In case this helps:
The members of A are 1 and 2.
The subsets of A are {}, {1}, {2}, and {1, 2}.
The members of C are {1} and {1, 2}.
The subsets of C are {}, {{1}}, {{1, 2}}, and {{1}, {1, 2}}.
C is a set of sets, so every subset of C must also be a set of sets (i.e. a set consisting of all, some, or none of the sets that make up C).
If C were a set of chickens, every subset of C would also have to be a set of chickens (and every member of C would have to be a chicken).
Maybe to put it a different way, consider the set:
D = {1, 2, {1, 2} }
Then A ⊂ C and A ∈ C are both true. The former because D contains 1 and 2, which are all of the elements of A. The later because D contains {1, 2} which is A itself.

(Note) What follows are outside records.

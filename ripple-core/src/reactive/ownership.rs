//! Ownership diagnostics.
//!
//! A signal created inside an effect belongs to that effect. Writing it from
//! an effect outside the owner's subtree usually means state is leaking
//! between unrelated parts of the tree. It still works, but when
//! `ownership_warnings` is enabled the write is logged and counted.

use tracing::warn;

use super::runtime::Runtime;
use crate::graph::NodeId;

impl Runtime {
    pub(crate) fn check_ownership(&self, signal: NodeId) {
        if !self.inner.config.ownership_warnings {
            return;
        }
        let Some(writer) = self.inner.context.current_owner() else {
            return;
        };

        let owner = {
            let graph = self.graph();
            match graph.get(signal).and_then(|node| node.parent()) {
                Some(owner) if !graph.is_within(writer, owner) => owner,
                _ => return,
            }
        };

        let count = self.inner.ownership_warnings.get() + 1;
        self.inner.ownership_warnings.set(count);
        warn!(
            signal = %signal,
            owner = %owner,
            writer = %writer,
            "signal written by an effect outside its owner's subtree"
        );
    }
}

#[cfg(test)]
mod tests {
    use std::cell::Cell;
    use std::rc::Rc;

    use crate::reactive::{Effect, Runtime, Signal};

    fn owned_signal(rt: &Runtime) -> Signal<i32> {
        let slot: Rc<Cell<Option<Signal<i32>>>> = Rc::new(Cell::new(None));
        let slot_clone = slot.clone();
        let _guard = rt.enter();
        Effect::root(move || slot_clone.set(Some(Signal::new(0))));
        slot.get().unwrap()
    }

    #[test]
    fn write_from_unrelated_effect_is_counted() {
        let rt = Runtime::builder().ownership_warnings(true).build();
        let signal = owned_signal(&rt);

        let _guard = rt.enter();
        Effect::root(move || signal.set(1));

        assert_eq!(rt.stats().ownership_warnings, 1);
        assert_eq!(signal.get(), 1);
    }

    #[test]
    fn writes_outside_effects_and_from_owner_are_fine() {
        let rt = Runtime::builder().ownership_warnings(true).build();
        let _guard = rt.enter();

        let slot: Rc<Cell<Option<Signal<i32>>>> = Rc::new(Cell::new(None));
        let slot_clone = slot.clone();
        Effect::root(move || {
            let signal = Signal::new(0);
            slot_clone.set(Some(signal));
            Effect::render(move || signal.set(2));
        });
        slot.get().unwrap().set(3);

        assert_eq!(rt.stats().ownership_warnings, 0);
    }

    #[test]
    fn disabled_warnings_count_nothing() {
        let rt = Runtime::builder().ownership_warnings(false).build();
        let signal = owned_signal(&rt);

        let _guard = rt.enter();
        Effect::root(move || signal.set(1));

        assert_eq!(rt.stats().ownership_warnings, 0);
    }
}
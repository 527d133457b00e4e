//! Equality modes for signals and deriveds.

use std::any::Any;
use std::rc::Rc;

use crate::graph::ErasedEquals;

/// Default comparison: `PartialEq`.
pub fn default_equals<T: PartialEq>(a: &T, b: &T) -> bool {
    a == b
}

/// Every write counts as a change. Used by `Signal::mutable`.
pub fn never_equals<T>(_: &T, _: &T) -> bool {
    false
}

/// Erase a typed comparator so the graph can store it.
pub(crate) fn erase<T, F>(equals: F) -> ErasedEquals
where
    T: 'static,
    F: Fn(&T, &T) -> bool + 'static,
{
    Rc::new(move |a: &dyn Any, b: &dyn Any| {
        match (a.downcast_ref::<T>(), b.downcast_ref::<T>()) {
            (Some(a), Some(b)) => equals(a, b),
            _ => false,
        }
    })
}

#[cfg(test)]
mod tests {
    use super::*;

    #[test]
    fn erased_comparator_downcasts() {
        let eq = erase(default_equals::<i32>);
        let (one, two, byte): (&dyn Any, &dyn Any, &dyn Any) = (&1_i32, &2_i32, &1_u8);
        assert!(eq(one, one));
        assert!(!eq(one, two));
        // Mismatched types never compare equal
        assert!(!eq(one, byte));
    }

    #[test]
    fn never_equals_reports_change() {
        let eq = erase(never_equals::<i32>);
        let one: &dyn Any = &1_i32;
        assert!(!eq(one, one));
    }

    #[test]
    fn float_nan_is_a_change() {
        assert!(!default_equals(&f64::NAN, &f64::NAN));
    }
}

The important thing is that “is an element of” does not “propagate upwards”. The statement “S contains a set that contains x” is different from “S contains x”.
Thanks, guys! Slowly but surely, I think it’s getting into my ossified brain.
Indistinguishable, if I may extend your SDMB analogy - A is not a subset of C, because one has to follow the two click rule to get from C to the elements of A, right?
Thudlow, if I understand correctly, if a set contains a set (as in {1,2} in C), it doesn’t contain the elements within that set.
Leachim, I think you meant D rather than C, but setting that aside, I must be missing something: I get that A ⊂ D because the elements 1 and 2 are in both A and D, but it seems from the answers in Apostol that the set {1,2} wouldn’t apply, which is what’s confusing me in the first place. (Which is basically the situation in the question I posted in post 53.)
Including the set of clean-shaven barbers in a town where the there is only one barber and he shaves everyone who doesn’t shave themselves?
Correct—unless you include them separately, as leahcim did with his set D.
I’m not quite sure what you mean here, but let me take one more crack at your original question:
By definition, for A to be a subset of C means that every member of A is also a member of C.
Thus, if you can find a member of A that is not also a member of C, A is not a subset of C.
In your example, the members of A are 1 and 2. The members of C are {1} and {1,2}. So, none of the members of A are also members of C. As leahcim said, “is an element of” does not propagate upwards. If one set is a member of a second set, that doesn’t automatically make the members of the first set members of the second set also.
If you want to really blow your mind with sets of sets of sets, check out the Von Neumann construction of the natural numbers.
Yes, I did mean D, rather than C.
I don’t know what you mean by “the set {1,2} wouldn’t apply”? You mean be an element of?
Thudlow - Gotcha ya!
Leachim - I just realized I misread your post, so I’m all set! 
Right.
One last question: we’ve established that set E can be a member of F without being a subset of it. But does the reverse hold true? If E is indeed a subset of F, does that mean it is a member of F as well?
No. Members and subsets are different sorts of things, and it’s quite rare for E to be both a subset of F and a member of F, although leahcim contrived an example where it did happen.
See, there’s the concept I was missing! I somehow had it in my head that being a member of a set was a particular form of being a subset. Or vice versa. Or something. But to quote Jules, “hell, they ain’t even the same sport.”
You all fought some ignorance today! Thank you.
Raymond Smullyan, in What Is The Name Of This Book (you can find the full text on-line), resolves this paradox, or others like it. His resolution: There is no such thus-described town and can’t be any such thus-described town because the given description of the town is self-contradictory. Therefore, the person who is telling you about this town is just outright lying (or mistaken) about it.
He gives a simpler stripped down example: In a certain town, there are two residents named Jack and Jill. Jack is taller than Jill, and Jill is taller than Jack. How do you explain that? The explanation: Smullyan, or whoever is telling you this, is simply lying.
What about Omniscient, our original OP? Whatever became of his project?